Akhirnya, pertanyaan saya terjawab sudah.
Bahwa sangat dimungkinkan manusia mati tanpa perlu melalui sebuah peristiwa mengenaskan dan sakit parah terlebih dahulu, yang dalam SMSHD dinyatakan sebagai ‘jalan keselamatan’.
Bagi yang tidak percaya bahwa jiwa ada dan terus berevolusi, tentu tidak percaya tentang adanya hukum sebab-akibat ini, maka kisah ini saya sajikan bagi yang percaya akan keberadaan jiwa dan Hukum Kosmik.

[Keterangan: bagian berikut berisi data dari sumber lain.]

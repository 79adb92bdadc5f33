use clap::Parser;
use config::ViewerConfig;
use iced::{
    widget::{text, Canvas, Container},
    window, Element, Length, Subscription, Task, Theme,
};
use log::error;
use radarcore::feed::VehicleRecord;
use radarcore::prelude::RenderSurface;
use radarcore::render::Rasterizer;
use radarcore::scene::initialize;
use radarcore::simulation::Controller;
use std::path::PathBuf;

mod canvas;
mod config;
mod loader;

#[derive(Parser)]
#[command(author, version, about = "3D radar view of a vehicle snapshot")]
struct Args {
    /// Viewer config in YAML
    #[arg(long)]
    config: Option<PathBuf>,
    /// Snapshot file path or http(s) URL; overrides the config
    #[arg(long)]
    source: Option<String>,
}

fn main() -> iced::Result {
    env_logger::init();
    let args = Args::parse();
    let config = match ViewerConfig::resolve(args.config.as_deref(), args.source) {
        Ok(config) => config,
        Err(err) => {
            eprintln!("visualizer: {err:#}");
            std::process::exit(2);
        }
    };
    let window_size = (config.window_width, config.window_height);

    iced::application(
        move || Visualizer::boot(config.clone()),
        Visualizer::update,
        Visualizer::view,
    )
    .title(application_title)
    .subscription(application_subscription)
    .theme(application_theme)
    .window_size(window_size)
    .run()
}

fn application_title(_: &Visualizer) -> String {
    "V2Sense Radar".into()
}

/// Frames are paced by the display refresh once the scene exists.
fn application_subscription(state: &Visualizer) -> Subscription<Message> {
    match state.phase {
        Phase::Running { .. } => window::frames().map(|_| Message::Frame),
        _ => Subscription::none(),
    }
}

fn application_theme(_: &Visualizer) -> Theme {
    Theme::Dark
}

enum Phase {
    Loading,
    Running {
        controller: Controller,
        surface: Rasterizer,
    },
    Failed(String),
}

struct Visualizer {
    config: ViewerConfig,
    phase: Phase,
}

#[derive(Debug, Clone)]
pub enum Message {
    DataLoaded(Result<Vec<VehicleRecord>, String>),
    Frame,
}

impl Visualizer {
    fn boot(config: ViewerConfig) -> (Self, Task<Message>) {
        let source = config.source.clone();
        (
            Visualizer {
                config,
                phase: Phase::Loading,
            },
            Task::perform(loader::load_data(source), |result| {
                Message::DataLoaded(result.map_err(|err| err.to_string()))
            }),
        )
    }

    fn update(state: &mut Self, message: Message) -> Task<Message> {
        match message {
            Message::DataLoaded(Ok(records)) => {
                state.phase = match state.start(&records) {
                    Ok(phase) => phase,
                    Err(err) => {
                        error!("{}", err);
                        Phase::Failed(err)
                    }
                };
                Task::none()
            }
            Message::DataLoaded(Err(err)) => {
                error!("{}", err);
                state.phase = Phase::Failed(err);
                Task::none()
            }
            Message::Frame => {
                if let Phase::Running {
                    controller,
                    surface,
                } = &mut state.phase
                {
                    controller.tick(surface);
                }
                Task::none()
            }
        }
    }

    fn view(state: &Self) -> Element<'_, Message> {
        let viewport = state.config.viewport();
        let content: Element<'_, Message> = match &state.phase {
            Phase::Loading => text(format!("Loading vehicles from {}...", state.config.source))
                .size(18)
                .into(),
            Phase::Failed(err) => text(format!("Radar unavailable: {err}")).size(18).into(),
            Phase::Running { surface, .. } => Canvas::new(canvas::RadarView::new(surface.frame()))
                .width(Length::Fixed(viewport.width))
                .height(Length::Fixed(viewport.height))
                .into(),
        };

        Container::new(content)
            .width(Length::Fill)
            .height(Length::Fill)
            .center_x(Length::Fill)
            .center_y(Length::Fill)
            .into()
    }

    /// Second startup phase: attach the surface and build the scene.
    fn start(&self, records: &[VehicleRecord]) -> Result<Phase, String> {
        let viewport = self.config.viewport();
        let mut surface = Rasterizer::new();
        surface.attach(viewport).map_err(|err| err.to_string())?;
        let state =
            initialize(records, &self.config.scene, viewport).map_err(|err| err.to_string())?;
        let mut controller = Controller::new(state);
        controller.render(&mut surface);
        Ok(Phase::Running {
            controller,
            surface,
        })
    }
}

Refleksi saya kali ini merupakan sebuah pembelajaran yang membuktikan bahwa menjadi orang baik saja tidak cukup untuk membuat hidup ini lepas dari proses menuju kematian yang penuh derita fisik yang disebut sakit berat, bahkan menularkan derita fisik kepada sanak keluarga yang merawat.
Saya memiliki seorang sahabat yang di hari tuanya jatuh sakit gagal ginjal setelah 15 tahun mengidap sakit gula sehingga ginjalnya rusak parah akibat konsumsi obat gula. Saat saya menulis ini, yang bersangkutan (ybs) sedang tergeletak di ICU dan sudah sempat tidak sadarkan diri sehingga perlu alat bantu pernafasan. Hidupnya belum berakhir, namun organ-organnya sudah rusak parah sehingga hanya menunggu momen pindah dimensi itu tiba, di mana organ tubuh tidak mampu lagi memberikan energi hidup bagi Sang Nyawa.

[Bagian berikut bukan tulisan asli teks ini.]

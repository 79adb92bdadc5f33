use anyhow::ensure;
use radarcore::feed::{vehicle_label, VehicleRecord};
use rand::{rngs::StdRng, Rng, SeedableRng};
use serde::{Deserialize, Serialize};

/// Configuration for generating a synthetic vehicle snapshot.
#[derive(Debug, Clone, Serialize, Deserialize, PartialEq)]
#[serde(default)]
pub struct GeneratorConfig {
    pub count: usize,
    /// Vehicles spawn with x and y uniform in `[-spawn_extent, spawn_extent]`.
    pub spawn_extent: f32,
    pub speed_min: f32,
    pub speed_max: f32,
    pub seed: u64,
}

impl Default for GeneratorConfig {
    fn default() -> Self {
        Self {
            count: 4,
            spawn_extent: 80.0,
            speed_min: 5.0,
            speed_max: 15.0,
            seed: 0,
        }
    }
}

impl GeneratorConfig {
    fn validate(&self) -> anyhow::Result<()> {
        ensure!(
            self.spawn_extent > 0.0,
            "spawn extent must be positive (got {})",
            self.spawn_extent
        );
        ensure!(
            self.speed_min <= self.speed_max,
            "speed range {}..{} is inverted",
            self.speed_min,
            self.speed_max
        );
        Ok(())
    }
}

/// Builds `config.count` vehicles labelled A, B, C, ... from a seeded RNG.
pub fn generate_records(config: &GeneratorConfig) -> anyhow::Result<Vec<VehicleRecord>> {
    config.validate()?;
    let mut rng = StdRng::seed_from_u64(config.seed);
    let extent = config.spawn_extent;

    let records = (0..config.count)
        .map(|index| {
            let x = rng.gen_range(-extent..=extent);
            let y = rng.gen_range(-extent..=extent);
            let speed = rng.gen_range(config.speed_min..=config.speed_max);
            let angle = rng.gen_range(0.0..360.0);
            VehicleRecord::new(x, y, speed, angle).with_id(vehicle_label(index))
        })
        .collect();

    Ok(records)
}

#[cfg(test)]
mod tests {
    use super::*;

    #[test]
    fn generator_respects_ranges() {
        let config = GeneratorConfig {
            count: 50,
            ..Default::default()
        };
        let records = generate_records(&config).unwrap();
        assert_eq!(records.len(), 50);
        for record in &records {
            assert!(record.x.abs() <= 80.0 && record.y.abs() <= 80.0);
            assert!((5.0..=15.0).contains(&record.speed));
            assert!((0.0..360.0).contains(&record.angle));
        }
        assert_eq!(records[0].id.as_deref(), Some("A"));
        assert_eq!(records[27].id.as_deref(), Some("AB"));
    }

    #[test]
    fn same_seed_reproduces_the_snapshot() {
        let config = GeneratorConfig {
            seed: 42,
            ..Default::default()
        };
        assert_eq!(
            generate_records(&config).unwrap(),
            generate_records(&config).unwrap()
        );
    }

    #[test]
    fn fixed_speed_range_is_allowed() {
        let config = GeneratorConfig {
            speed_min: 7.0,
            speed_max: 7.0,
            ..Default::default()
        };
        let records = generate_records(&config).unwrap();
        assert!(records.iter().all(|r| r.speed == 7.0));
    }

    #[test]
    fn inverted_speed_range_is_rejected() {
        let config = GeneratorConfig {
            speed_min: 20.0,
            speed_max: 10.0,
            ..Default::default()
        };
        assert!(generate_records(&config).is_err());
    }

    #[test]
    fn empty_fleet_is_valid() {
        let config = GeneratorConfig {
            count: 0,
            ..Default::default()
        };
        assert!(generate_records(&config).unwrap().is_empty());
    }
}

Bagi saya, sahabat ini hidupnya merupakan cerminan orang baik, dia rakyat jelata yang mendedikasikan hidupnya untuk membantu orang lain, bermanfaat bagi orang lain sesuai kemampuannya yang seringkali diremehkan.
Kemampuannya adalah menjadi manusia jujur dan selalu bersedia menolong siapa saja dengan sukacita. Ybs ini bekerja sebagai messenger sejak zaman ayah saya masih bekerja. Setelah ayah saya pensiun, maka ybs pun ikut ke mana pun saya bekerja. Tahun 2007 kami berpisah tempat kerja, namun ybs ini tetap siap sedia kapan pun saya membutuhkan, menemani saya di saat sulit dan selalu terlupakan di saat senang.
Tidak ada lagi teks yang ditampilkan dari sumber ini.